Statistical analysis
All quantitative data are presented as mean ± standard error of the mean (SEM). Differences were evaluated using one-way ANOVA (with Tukey’s multiple comparisons test) or Student’s t-test (two groups). All statistical analyses were performed using GraphPad Prism 10 (GraphPad Software). Statistical significance was set at a p-value of <0.05.
ResultsmiR-195 in bEnd.3 cells increased after OGD/R
Previous studies have indicated that altered expression of miR-195 in patients with ischemic stroke may suggest its potential as a diagnostic biomarker (Zhai et al., 2020). Since miR-195 is expressed in BMECs, we employed an OGD/R model to investigate its role in modulating BBB stability during ischemic stroke.
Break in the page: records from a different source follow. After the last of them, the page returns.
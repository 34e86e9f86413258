//! Small dense solves with an explicit conditioning check.
//!
//! Matrices here are at most `d × d` or `p × p`, so an SVD per solve is cheap.
//! Nearly singular systems are rejected instead of regularised.

use nalgebra::{DMatrix, DVector};

use crate::error::FitError;

/// Reciprocal condition number below which a matrix is treated as singular.
pub const RCOND_MIN: f64 = 1e-12;

/// Ratio of the smallest to the largest singular value (0 for empty/zero matrices).
pub fn rcond(m: &DMatrix<f64>) -> f64 {
    if m.is_empty() {
        return 0.0;
    }
    let sv = m.clone().svd(false, false).singular_values;
    let max = sv.iter().copied().fold(0.0_f64, f64::max);
    let min = sv.iter().copied().fold(f64::INFINITY, f64::min);
    if max > 0.0 && max.is_finite() { min / max } else { 0.0 }
}

/// Solve `m x = rhs` for a square `m`, failing on near-singularity.
pub fn solve_square(
    m: &DMatrix<f64>,
    rhs: &DMatrix<f64>,
    what: &str,
) -> Result<DMatrix<f64>, FitError> {
    if !m.is_square() || m.nrows() != rhs.nrows() {
        return Err(FitError::ShapeMismatch {
            expected: m.nrows(),
            found: rhs.nrows(),
            context: format!("{what} system"),
        });
    }
    if m.iter().chain(rhs.iter()).any(|v| !v.is_finite()) {
        return Err(FitError::SingularSystem(format!("{what} has non-finite entries")));
    }
    let rc = rcond(m);
    if rc < RCOND_MIN {
        return Err(FitError::SingularSystem(format!(
            "{what} is singular (rcond = {rc:.3e})"
        )));
    }
    m.clone()
        .lu()
        .solve(rhs)
        .ok_or_else(|| FitError::SingularSystem(format!("{what}: LU solve failed")))
}

/// Vector right-hand-side convenience wrapper around [`solve_square`].
pub fn solve_square_vec(
    m: &DMatrix<f64>,
    rhs: &DVector<f64>,
    what: &str,
) -> Result<DVector<f64>, FitError> {
    let rhs = DMatrix::from_column_slice(rhs.len(), 1, rhs.as_slice());
    let x = solve_square(m, &rhs, what)?;
    Ok(x.column(0).into_owned())
}

#[cfg(test)]
mod tests {
    use super::*;

    #[test]
    fn solves_well_conditioned_system() {
        let m = DMatrix::from_row_slice(2, 2, &[4.0, 1.0, 1.0, 3.0]);
        let b = DVector::from_row_slice(&[1.0, 2.0]);
        let x = solve_square_vec(&m, &b, "test").unwrap();
        let r = &m * &x - &b;
        assert!(r.norm() < 1e-12);
    }

    #[test]
    fn rejects_singular_system() {
        let m = DMatrix::from_row_slice(2, 2, &[1.0, 2.0, 2.0, 4.0]);
        let b = DVector::from_row_slice(&[1.0, 2.0]);
        let err = solve_square_vec(&m, &b, "B").unwrap_err();
        assert!(matches!(err, FitError::SingularSystem(_)));
    }

    #[test]
    fn rcond_of_identity_is_one() {
        let m = DMatrix::<f64>::identity(3, 3);
        assert!((rcond(&m) - 1.0).abs() < 1e-12);
        assert_eq!(rcond(&DMatrix::<f64>::zeros(2, 2)), 0.0);
    }
}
RT-qPCR analysis showed that miR-195 in bEnd.3 cells under OGD/R conditions increased significantly compared to the control group (Figure 1A). This finding suggests that the upregulation of miR-195 may be involved in cellular responses to I/R injury. Subsequent experiments demonstrated that transfection with miR-195 mimics markedly enhanced cellular miR-195 expression, whereas transfection with a miR-195 inhibitor significantly reduced its expression level relative to the control group (Figure 1B).
Mi-195 expression was markedly upregulated following OGD/R. (A) Relative expression of miR-195 in bEnd.3 cells after OGD/R treatment (n = 5, mean ± SEM). (B) Relative expression of miR-195 in bEnd.3 cells after transfection with miR-195 mimics or miR-195 inhibitors, as detected by RT-qPCR (n = 5, mean ± SEM). *p < 0.05 between the two indicated groups. n, number of cell samples.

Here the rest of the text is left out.